Today, we’re publishing candidates’ responses to the following question:

According to the Kaiser Family Foundation, Kansas is one of 10 states that have not expanded Medicaid in the more than a decade since the Affordable Care Act took effect, and it has remained one of our readers’ top issues every election cycle since. Projections suggest expanding Medicaid would allow roughly 150,000 Kansans who can’t currently afford health coverage to be insured. Do you support expanding Medicaid in Kansas? Why or why not?
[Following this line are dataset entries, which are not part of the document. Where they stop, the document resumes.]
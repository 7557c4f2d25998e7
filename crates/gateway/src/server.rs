use crate::error::GatewayError;
use crate::handler::RegistrationHandler;
use crate::presence::PresenceManager;
use crate::registry::{ConnectionHandle, ConnectionId, ConnectionRegistry};
use crate::session::{self, TextFrames, CLOSE_GRACE};
use crate::shutdown::ShutdownSignal;
use anyhow::{Context, Result};
use async_trait::async_trait;
use futures_util::StreamExt;
use rollcall_core::GatewayConfig;
use std::net::SocketAddr;
use std::sync::Arc;
use std::time::Duration;
use tokio::net::{TcpListener, TcpStream};
use tokio::sync::{mpsc, oneshot};
use tokio::task::JoinSet;
use tokio::time::timeout;
use tokio_tungstenite::tungstenite;

const HANDSHAKE_TIMEOUT: Duration = Duration::from_secs(10);

/// Registrants only ever receive status replies.
const REGISTRANT_QUEUE: usize = 16;

/// Per-listener connection settings
#[derive(Debug, Clone)]
pub struct ConnectionOptions {
    /// Used in log lines ("registrant", "viewer")
    pub role: &'static str,
    pub queue_capacity: usize,
    pub send_timeout: Duration,
    pub idle_timeout: Option<Duration>,
}

/// What a listener does with its connections.
#[async_trait]
pub trait ConnectionService: TextFrames + 'static {
    fn connections(&self) -> &ConnectionRegistry;

    /// Called once the handshake completed and the connection is open.
    fn opened(&self, handle: ConnectionHandle) {
        self.connections().add(handle);
    }

    /// Called exactly once per accepted connection, after it ended.
    async fn closed(&self, _id: ConnectionId) {}
}

/// Accept connections until shutdown, then close the open ones and wait for
/// every connection task to finish its cleanup.
pub async fn serve_connections<S: ConnectionService>(
    listener: TcpListener,
    service: Arc<S>,
    options: ConnectionOptions,
    mut shutdown: ShutdownSignal,
) {
    let signal = shutdown.clone();
    let mut tasks = JoinSet::new();

    loop {
        tokio::select! {
            accepted = listener.accept() => match accepted {
                Ok((stream, peer)) => {
                    tracing::debug!("Accepted {} connection from {}", options.role, peer);
                    tasks.spawn(supervise(
                        stream,
                        peer,
                        Arc::clone(&service),
                        options.clone(),
                        signal.clone(),
                    ));
                }
                Err(e) => {
                    tracing::warn!("Failed to accept {} connection: {}", options.role, e);
                    tokio::time::sleep(Duration::from_millis(100)).await;
                }
            },
            Some(joined) = tasks.join_next(), if !tasks.is_empty() => {
                if let Err(e) = joined {
                    tracing::error!("{} supervisor failed: {}", options.role, e);
                }
            }
            _ = shutdown.wait() => break,
        }
    }

    let closing = service
        .connections()
        .for_each_open(|handle| handle.request_close("server shutting down"));
    tracing::info!(
        "Stopped accepting {} connections, closing {} open",
        options.role,
        closing
    );

    while let Some(joined) = tasks.join_next().await {
        if let Err(e) = joined {
            tracing::error!("{} supervisor failed: {}", options.role, e);
        }
    }
}

/// Run one connection and clean up after it however it ends.
async fn supervise<S: ConnectionService>(
    stream: TcpStream,
    peer: SocketAddr,
    service: Arc<S>,
    options: ConnectionOptions,
    shutdown: ShutdownSignal,
) {
    let (tx, rx) = mpsc::channel(options.queue_capacity);
    let handle = ConnectionHandle::new(peer, tx);
    let role = options.role;

    let worker = tokio::spawn(run_connection(
        stream,
        handle.clone(),
        rx,
        Arc::clone(&service),
        options,
        shutdown,
    ));

    let conn_id = handle.id;
    match worker.await {
        Ok(Ok(())) => tracing::info!(conn_id = %conn_id, %peer, "{} disconnected", role),
        Ok(Err(e)) => {
            tracing::warn!(conn_id = %conn_id, %peer, error = %e, "{} ended with error", role)
        }
        Err(e) if e.is_panic() => {
            tracing::error!(conn_id = %conn_id, %peer, "{} task panicked", role)
        }
        Err(e) => tracing::warn!(conn_id = %conn_id, %peer, "{} task cancelled: {}", role, e),
    }

    service.connections().remove(&handle.id);
    if handle.mark_closed() {
        service.closed(handle.id).await;
    }
}

async fn run_connection<S: ConnectionService>(
    stream: TcpStream,
    handle: ConnectionHandle,
    rx: mpsc::Receiver<tungstenite::Message>,
    service: Arc<S>,
    options: ConnectionOptions,
    shutdown: ShutdownSignal,
) -> Result<(), GatewayError> {
    let ws_stream = match timeout(HANDSHAKE_TIMEOUT, tokio_tungstenite::accept_async(stream)).await
    {
        Ok(ws_stream) => ws_stream?,
        Err(_) => {
            return Err(GatewayError::Transport(tungstenite::Error::Io(
                std::io::Error::new(
                    std::io::ErrorKind::TimedOut,
                    "websocket handshake timed out",
                ),
            )))
        }
    };

    let (sink, mut source) = ws_stream.split();
    let (stop_tx, stop_rx) = oneshot::channel();
    let mut writer = tokio::spawn(session::write_loop(
        sink,
        rx,
        stop_rx,
        options.send_timeout,
        handle.clone(),
    ));

    handle.mark_open();
    service.opened(handle.clone());
    if shutdown.is_triggered() {
        handle.request_close("server shutting down");
    }
    tracing::info!(conn_id = %handle.id, peer = %handle.peer, "{} connected", options.role);

    let result = session::drive(&mut source, &handle, options.idle_timeout, service.as_ref()).await;

    handle.begin_closing();
    service.connections().remove(&handle.id);
    let _ = stop_tx.send(());
    if timeout(CLOSE_GRACE, &mut writer).await.is_err() {
        writer.abort();
    }
    result
}

struct Registrants {
    connections: ConnectionRegistry,
    handler: RegistrationHandler,
}

#[async_trait]
impl TextFrames for Registrants {
    async fn on_text(&self, handle: &ConnectionHandle, text: &str) {
        self.handler.on_text(handle, text).await;
    }
}

#[async_trait]
impl ConnectionService for Registrants {
    fn connections(&self) -> &ConnectionRegistry {
        &self.connections
    }

    async fn closed(&self, id: ConnectionId) {
        self.handler.presence().release_connection(id).await;
    }
}

/// Registrant-facing WebSocket server
pub struct GatewayServer {
    config: GatewayConfig,
    service: Arc<Registrants>,
}

impl GatewayServer {
    pub fn new(config: GatewayConfig, presence: Arc<PresenceManager>) -> Self {
        let handler = RegistrationHandler::new(presence, config.echo_status);
        Self {
            config,
            service: Arc::new(Registrants {
                connections: ConnectionRegistry::new(),
                handler,
            }),
        }
    }

    pub fn registry(&self) -> &ConnectionRegistry {
        &self.service.connections
    }

    pub fn handler(&self) -> &RegistrationHandler {
        &self.service.handler
    }

    pub async fn bind(&self) -> Result<TcpListener> {
        let addr = self.config.listen_addr();
        let listener = TcpListener::bind(&addr)
            .await
            .with_context(|| format!("Failed to bind gateway on {}", addr))?;
        tracing::info!("Gateway server listening on {}", listener.local_addr()?);
        Ok(listener)
    }

    pub async fn serve(&self, listener: TcpListener, shutdown: ShutdownSignal) {
        let options = ConnectionOptions {
            role: "registrant",
            queue_capacity: REGISTRANT_QUEUE,
            send_timeout: Duration::from_secs(self.config.send_timeout_secs),
            idle_timeout: self.config.idle_timeout_secs.map(Duration::from_secs),
        };
        serve_connections(listener, Arc::clone(&self.service), options, shutdown).await;
    }

    pub async fn start(&self, shutdown: ShutdownSignal) -> Result<()> {
        let listener = self.bind().await?;
        self.serve(listener, shutdown).await;
        Ok(())
    }
}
Below are the answers the Post received from candidates on the issue:

District 10

Andrew Mall (Democratic)

All Kansans should have access to affordable and quality healthcare. As a small business owner and independent contractor, I know how hard it is to find access to affordable healthcare. Just a few years ago, my family was paying over $1800 a month for family coverage and that included a $14,000 family out-of pocket deductible. One health scare could bankrupt a family with those high costs.

That is why, as the recent President of the Kansas Association of Realtors, I worked hard to provide affordable healthcare access to our 10,000 plus members here in Kansas. In the Senate, I will work just as hard with colleagues on both sides of the aisle to pass Medicaid Expansion which will expand healthcare to 150,000 Kansans, create more than 20,000 new jobs and prevent 59 rural hospitals from closing.
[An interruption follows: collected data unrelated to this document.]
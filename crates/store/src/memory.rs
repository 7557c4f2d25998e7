use crate::{NewUser, StoreError, UserRecord, UserStore};
use async_trait::async_trait;
use chrono::Utc;
use tokio::sync::RwLock;

#[derive(Default)]
struct Inner {
    next_id: i64,
    records: Vec<UserRecord>,
}

/// Process-local store, used with `store.in_memory` and in tests.
#[derive(Default)]
pub struct MemoryUserStore {
    inner: RwLock<Inner>,
}

impl MemoryUserStore {
    pub fn new() -> Self {
        Self::default()
    }

    pub async fn len(&self) -> usize {
        self.inner.read().await.records.len()
    }

    pub async fn is_empty(&self) -> bool {
        self.len().await == 0
    }
}

#[async_trait]
impl UserStore for MemoryUserStore {
    async fn upsert(&self, user: NewUser) -> Result<UserRecord, StoreError> {
        user.validate()?;
        let mut inner = self.inner.write().await;
        inner.records.retain(|r| r.address != user.address);
        inner.next_id += 1;
        let record = UserRecord {
            id: inner.next_id,
            address: user.address,
            port: user.port,
            display_name: user.display_name,
            registered_at: Utc::now(),
        };
        inner.records.push(record.clone());
        Ok(record)
    }

    async fn delete_by_address(&self, address: &str) -> Result<bool, StoreError> {
        let mut inner = self.inner.write().await;
        let before = inner.records.len();
        inner.records.retain(|r| r.address != address);
        Ok(inner.records.len() != before)
    }

    async fn list(&self) -> Result<Vec<UserRecord>, StoreError> {
        Ok(self.inner.read().await.records.clone())
    }

    async fn find_by_address(&self, address: &str) -> Result<Option<UserRecord>, StoreError> {
        let inner = self.inner.read().await;
        Ok(inner.records.iter().find(|r| r.address == address).cloned())
    }

    async fn clear(&self) -> Result<usize, StoreError> {
        let mut inner = self.inner.write().await;
        let removed = inner.records.len();
        inner.records.clear();
        Ok(removed)
    }
}

#[cfg(test)]
mod tests {
    use super::*;

    #[tokio::test]
    async fn test_upsert_replaces_same_address() {
        let store = MemoryUserStore::new();
        let first = store.upsert(NewUser::new("alice", "10.0.0.1", 9000)).await.unwrap();
        let second = store.upsert(NewUser::new("alicia", "10.0.0.1", 9100)).await.unwrap();

        let list = store.list().await.unwrap();
        assert_eq!(list.len(), 1);
        assert_eq!(list[0].display_name, "alicia");
        assert_eq!(list[0].port, 9100);
        assert!(second.id > first.id);
    }

    #[tokio::test]
    async fn test_list_keeps_insertion_order() {
        let store = MemoryUserStore::new();
        store.upsert(NewUser::new("a", "10.0.0.1", 1)).await.unwrap();
        store.upsert(NewUser::new("b", "10.0.0.2", 2)).await.unwrap();
        store.upsert(NewUser::new("a2", "10.0.0.1", 3)).await.unwrap();

        let names: Vec<_> = store
            .list()
            .await
            .unwrap()
            .into_iter()
            .map(|r| r.display_name)
            .collect();
        assert_eq!(names, vec!["b", "a2"]);
    }

    #[tokio::test]
    async fn test_rejects_empty_address() {
        let store = MemoryUserStore::new();
        let err = store.upsert(NewUser::new("a", "  ", 1)).await.unwrap_err();
        assert!(matches!(err, StoreError::InvalidRecord(_)));
        assert!(store.is_empty().await);
    }
}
Mike Thompson (Republican, incumbent)

I favor improving Medicaid to those who are currently on the program, who it was designed to help – the truly vulnerable among us. That’s why I supported legislation to shorten the wait lists and increase reimbursement rates to providers. With 7,000 physically and intellectually disabled Kansans on those waiting lists, that was a prudent thing to do, as having a societal safety net for those individuals is critical, as they are unable to help themselves.

It’s for those same reasons that transforming Medicaid into a welfare program for able-bodied adults – which my opponent supports – is a really bad idea. It would crowd out the folks I just mentioned, who are already having trouble getting services as it is now. Able-bodied adults can currently get health coverage for free or very inexpensively via the ObamaCare exchange due to subsidies or by obtaining employment where health insurance is provided.

If we go the route my opponent supports and allow able-bodied adults to get Medicaid, that person would NOTt be eligible for those subsidies and therefore, a private plan via ObamaCare would not be affordable for them, which would essentially mean kicking them off private insurance and onto the government dole. That’s the exact opposite of what we should do. We’ve balanced the budget with record surpluses every year I’ve been in Topeka, and we did so by being fiscally responsible.

This is why I favor helping those on the program now and getting them the services they need, rather than turning into something that it wasn’t intended for.